Stored data entries
*** Block opens ***

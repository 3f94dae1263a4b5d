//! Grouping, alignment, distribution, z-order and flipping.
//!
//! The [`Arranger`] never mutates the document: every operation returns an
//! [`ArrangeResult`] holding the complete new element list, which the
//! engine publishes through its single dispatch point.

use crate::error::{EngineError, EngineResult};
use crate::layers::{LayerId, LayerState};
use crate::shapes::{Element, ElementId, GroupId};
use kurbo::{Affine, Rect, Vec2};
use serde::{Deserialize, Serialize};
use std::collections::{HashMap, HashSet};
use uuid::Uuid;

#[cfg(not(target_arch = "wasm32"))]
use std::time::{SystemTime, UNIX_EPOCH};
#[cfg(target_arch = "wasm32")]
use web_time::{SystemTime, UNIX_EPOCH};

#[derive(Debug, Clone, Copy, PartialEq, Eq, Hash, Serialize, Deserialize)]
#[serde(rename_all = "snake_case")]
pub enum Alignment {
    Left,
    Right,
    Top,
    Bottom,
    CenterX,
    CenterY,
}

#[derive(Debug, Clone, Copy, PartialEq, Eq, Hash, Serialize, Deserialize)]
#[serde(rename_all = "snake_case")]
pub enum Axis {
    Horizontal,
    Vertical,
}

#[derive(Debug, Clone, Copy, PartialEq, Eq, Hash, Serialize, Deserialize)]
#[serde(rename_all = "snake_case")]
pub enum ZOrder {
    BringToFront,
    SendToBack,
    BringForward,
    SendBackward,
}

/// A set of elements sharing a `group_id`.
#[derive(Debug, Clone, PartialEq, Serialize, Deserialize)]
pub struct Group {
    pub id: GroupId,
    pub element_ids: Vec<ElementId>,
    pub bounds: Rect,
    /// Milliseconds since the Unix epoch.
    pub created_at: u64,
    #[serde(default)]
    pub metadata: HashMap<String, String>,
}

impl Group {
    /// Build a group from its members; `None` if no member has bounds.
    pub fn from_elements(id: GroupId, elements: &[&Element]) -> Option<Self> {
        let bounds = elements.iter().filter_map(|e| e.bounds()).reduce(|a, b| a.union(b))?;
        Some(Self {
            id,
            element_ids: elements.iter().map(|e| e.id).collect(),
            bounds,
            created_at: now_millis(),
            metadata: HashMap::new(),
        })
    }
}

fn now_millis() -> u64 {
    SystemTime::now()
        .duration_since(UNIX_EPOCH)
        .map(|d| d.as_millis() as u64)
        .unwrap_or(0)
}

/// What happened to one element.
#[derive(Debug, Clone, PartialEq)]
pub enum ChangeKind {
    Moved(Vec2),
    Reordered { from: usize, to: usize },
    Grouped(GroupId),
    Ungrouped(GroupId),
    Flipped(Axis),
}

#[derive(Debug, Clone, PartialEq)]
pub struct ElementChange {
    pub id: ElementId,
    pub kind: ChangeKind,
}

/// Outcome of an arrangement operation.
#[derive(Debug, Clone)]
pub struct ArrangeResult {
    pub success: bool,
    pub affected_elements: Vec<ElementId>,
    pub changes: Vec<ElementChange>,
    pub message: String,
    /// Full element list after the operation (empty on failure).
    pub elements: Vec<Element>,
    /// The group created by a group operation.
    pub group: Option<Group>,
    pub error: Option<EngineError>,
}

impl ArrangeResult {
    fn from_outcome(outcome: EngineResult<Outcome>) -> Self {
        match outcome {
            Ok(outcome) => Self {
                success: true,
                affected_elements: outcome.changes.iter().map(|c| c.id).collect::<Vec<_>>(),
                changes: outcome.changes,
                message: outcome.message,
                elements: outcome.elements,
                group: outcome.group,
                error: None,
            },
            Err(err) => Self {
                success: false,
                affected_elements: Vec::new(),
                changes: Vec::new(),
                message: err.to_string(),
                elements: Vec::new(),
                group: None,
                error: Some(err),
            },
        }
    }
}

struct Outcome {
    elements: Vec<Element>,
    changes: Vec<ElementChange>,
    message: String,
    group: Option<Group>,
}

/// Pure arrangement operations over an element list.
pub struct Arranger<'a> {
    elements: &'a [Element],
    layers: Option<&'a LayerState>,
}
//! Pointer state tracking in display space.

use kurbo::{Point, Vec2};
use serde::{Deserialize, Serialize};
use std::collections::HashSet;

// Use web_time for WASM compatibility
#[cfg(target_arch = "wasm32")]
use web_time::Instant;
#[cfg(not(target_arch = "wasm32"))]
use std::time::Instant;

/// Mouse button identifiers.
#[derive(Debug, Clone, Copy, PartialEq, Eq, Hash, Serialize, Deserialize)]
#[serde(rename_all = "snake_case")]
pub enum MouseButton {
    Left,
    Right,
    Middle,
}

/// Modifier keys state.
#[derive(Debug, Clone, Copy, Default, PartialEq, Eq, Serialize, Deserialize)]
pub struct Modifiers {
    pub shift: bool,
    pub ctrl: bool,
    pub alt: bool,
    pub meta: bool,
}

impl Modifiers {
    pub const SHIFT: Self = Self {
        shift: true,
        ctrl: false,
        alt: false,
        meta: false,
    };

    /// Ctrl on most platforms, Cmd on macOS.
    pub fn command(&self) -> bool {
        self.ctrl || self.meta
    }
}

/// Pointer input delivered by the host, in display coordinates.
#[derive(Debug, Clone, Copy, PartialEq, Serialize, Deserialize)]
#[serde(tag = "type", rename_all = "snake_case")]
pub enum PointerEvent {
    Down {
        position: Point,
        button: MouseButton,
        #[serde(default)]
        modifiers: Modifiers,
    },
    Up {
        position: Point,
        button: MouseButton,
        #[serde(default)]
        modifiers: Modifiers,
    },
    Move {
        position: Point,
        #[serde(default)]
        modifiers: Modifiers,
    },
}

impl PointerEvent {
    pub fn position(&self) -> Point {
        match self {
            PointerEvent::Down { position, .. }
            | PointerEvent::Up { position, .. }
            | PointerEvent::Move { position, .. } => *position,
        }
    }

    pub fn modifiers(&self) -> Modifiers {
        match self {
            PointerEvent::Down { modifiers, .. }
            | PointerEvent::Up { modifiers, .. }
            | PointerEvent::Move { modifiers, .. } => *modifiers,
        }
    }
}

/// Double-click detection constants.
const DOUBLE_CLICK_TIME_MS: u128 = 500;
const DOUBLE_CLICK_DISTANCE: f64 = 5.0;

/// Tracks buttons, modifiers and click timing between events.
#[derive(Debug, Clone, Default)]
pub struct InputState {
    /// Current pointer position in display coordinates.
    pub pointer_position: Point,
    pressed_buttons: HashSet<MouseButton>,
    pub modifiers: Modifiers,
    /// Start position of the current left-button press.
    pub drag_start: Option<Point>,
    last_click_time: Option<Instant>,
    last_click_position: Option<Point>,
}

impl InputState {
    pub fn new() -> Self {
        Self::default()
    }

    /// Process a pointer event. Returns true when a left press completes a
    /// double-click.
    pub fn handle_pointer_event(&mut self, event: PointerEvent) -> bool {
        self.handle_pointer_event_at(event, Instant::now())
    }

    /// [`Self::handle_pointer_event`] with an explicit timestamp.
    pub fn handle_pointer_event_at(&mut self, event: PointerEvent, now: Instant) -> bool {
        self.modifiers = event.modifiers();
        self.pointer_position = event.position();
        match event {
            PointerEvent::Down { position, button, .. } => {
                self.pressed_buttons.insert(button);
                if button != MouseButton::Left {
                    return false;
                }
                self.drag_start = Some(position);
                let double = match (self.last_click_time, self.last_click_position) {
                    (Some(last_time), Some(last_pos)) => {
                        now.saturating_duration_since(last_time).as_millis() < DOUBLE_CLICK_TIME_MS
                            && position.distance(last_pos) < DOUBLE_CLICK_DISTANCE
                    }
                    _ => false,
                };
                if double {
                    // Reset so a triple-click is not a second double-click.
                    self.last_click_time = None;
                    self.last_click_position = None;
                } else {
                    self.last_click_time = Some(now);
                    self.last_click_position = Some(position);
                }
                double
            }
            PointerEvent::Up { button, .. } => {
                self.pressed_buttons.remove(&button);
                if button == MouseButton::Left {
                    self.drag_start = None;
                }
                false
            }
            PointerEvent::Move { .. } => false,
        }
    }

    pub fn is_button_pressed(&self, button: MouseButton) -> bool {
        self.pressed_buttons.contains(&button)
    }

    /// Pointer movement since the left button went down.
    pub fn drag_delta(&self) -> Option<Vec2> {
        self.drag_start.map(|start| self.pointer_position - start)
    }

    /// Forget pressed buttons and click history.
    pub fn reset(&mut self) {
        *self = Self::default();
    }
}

*** Block closes ***
*** Block opens ***

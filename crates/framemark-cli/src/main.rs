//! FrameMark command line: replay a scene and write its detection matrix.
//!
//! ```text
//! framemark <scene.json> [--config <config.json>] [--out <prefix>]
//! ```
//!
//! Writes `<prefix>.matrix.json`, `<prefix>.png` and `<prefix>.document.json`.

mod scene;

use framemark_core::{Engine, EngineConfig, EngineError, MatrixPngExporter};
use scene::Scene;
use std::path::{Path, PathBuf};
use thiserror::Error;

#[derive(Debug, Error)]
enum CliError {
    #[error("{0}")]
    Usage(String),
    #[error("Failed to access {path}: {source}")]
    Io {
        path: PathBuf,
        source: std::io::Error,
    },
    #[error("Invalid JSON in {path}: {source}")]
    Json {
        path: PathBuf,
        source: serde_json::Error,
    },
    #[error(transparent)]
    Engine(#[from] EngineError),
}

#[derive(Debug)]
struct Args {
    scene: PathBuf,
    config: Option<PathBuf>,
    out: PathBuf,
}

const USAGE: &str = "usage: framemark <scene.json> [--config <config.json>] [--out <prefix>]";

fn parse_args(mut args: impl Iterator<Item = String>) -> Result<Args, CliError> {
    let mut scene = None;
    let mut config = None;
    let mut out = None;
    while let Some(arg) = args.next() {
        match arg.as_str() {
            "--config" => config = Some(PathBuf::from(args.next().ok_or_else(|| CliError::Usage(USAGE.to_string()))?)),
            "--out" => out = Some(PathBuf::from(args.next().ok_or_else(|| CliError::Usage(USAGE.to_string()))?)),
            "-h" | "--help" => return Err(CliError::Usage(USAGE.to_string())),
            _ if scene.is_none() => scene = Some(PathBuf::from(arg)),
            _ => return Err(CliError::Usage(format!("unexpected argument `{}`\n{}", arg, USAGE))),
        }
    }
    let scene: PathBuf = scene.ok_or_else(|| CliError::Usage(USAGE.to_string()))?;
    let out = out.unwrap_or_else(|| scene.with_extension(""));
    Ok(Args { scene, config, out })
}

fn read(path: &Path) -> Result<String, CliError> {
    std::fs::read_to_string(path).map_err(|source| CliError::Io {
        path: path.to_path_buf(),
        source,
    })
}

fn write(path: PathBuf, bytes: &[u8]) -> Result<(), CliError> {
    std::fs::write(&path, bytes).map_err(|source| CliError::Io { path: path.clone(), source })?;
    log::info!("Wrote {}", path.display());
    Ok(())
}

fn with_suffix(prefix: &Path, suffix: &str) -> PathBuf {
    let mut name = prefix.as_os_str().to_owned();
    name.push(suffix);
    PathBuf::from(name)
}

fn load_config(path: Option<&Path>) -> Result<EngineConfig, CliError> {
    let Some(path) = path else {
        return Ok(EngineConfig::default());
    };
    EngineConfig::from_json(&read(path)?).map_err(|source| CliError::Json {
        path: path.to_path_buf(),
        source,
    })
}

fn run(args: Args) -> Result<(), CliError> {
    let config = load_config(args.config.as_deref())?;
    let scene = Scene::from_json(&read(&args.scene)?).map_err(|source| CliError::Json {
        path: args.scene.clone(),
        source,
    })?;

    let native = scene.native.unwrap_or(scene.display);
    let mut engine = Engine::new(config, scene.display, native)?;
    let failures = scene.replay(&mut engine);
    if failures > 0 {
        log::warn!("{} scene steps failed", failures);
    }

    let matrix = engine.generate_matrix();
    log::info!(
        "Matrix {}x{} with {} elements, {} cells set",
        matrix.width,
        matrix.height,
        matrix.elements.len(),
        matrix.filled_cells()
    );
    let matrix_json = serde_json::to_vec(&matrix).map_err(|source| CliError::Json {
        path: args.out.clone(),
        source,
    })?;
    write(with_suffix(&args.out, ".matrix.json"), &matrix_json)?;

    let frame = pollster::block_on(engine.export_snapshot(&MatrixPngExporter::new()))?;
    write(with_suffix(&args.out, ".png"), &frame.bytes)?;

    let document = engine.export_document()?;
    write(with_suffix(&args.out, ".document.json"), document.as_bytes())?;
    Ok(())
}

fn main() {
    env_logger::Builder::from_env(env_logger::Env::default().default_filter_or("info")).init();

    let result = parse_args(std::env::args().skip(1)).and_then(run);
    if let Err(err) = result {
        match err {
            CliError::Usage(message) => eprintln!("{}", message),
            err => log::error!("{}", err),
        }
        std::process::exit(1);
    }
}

*** Block closes ***

_EXERCISE GOAL:_ Give the number of lines in the records above in which the word "impl" appears. Include no other text.

_FINISHED TASK:_ 6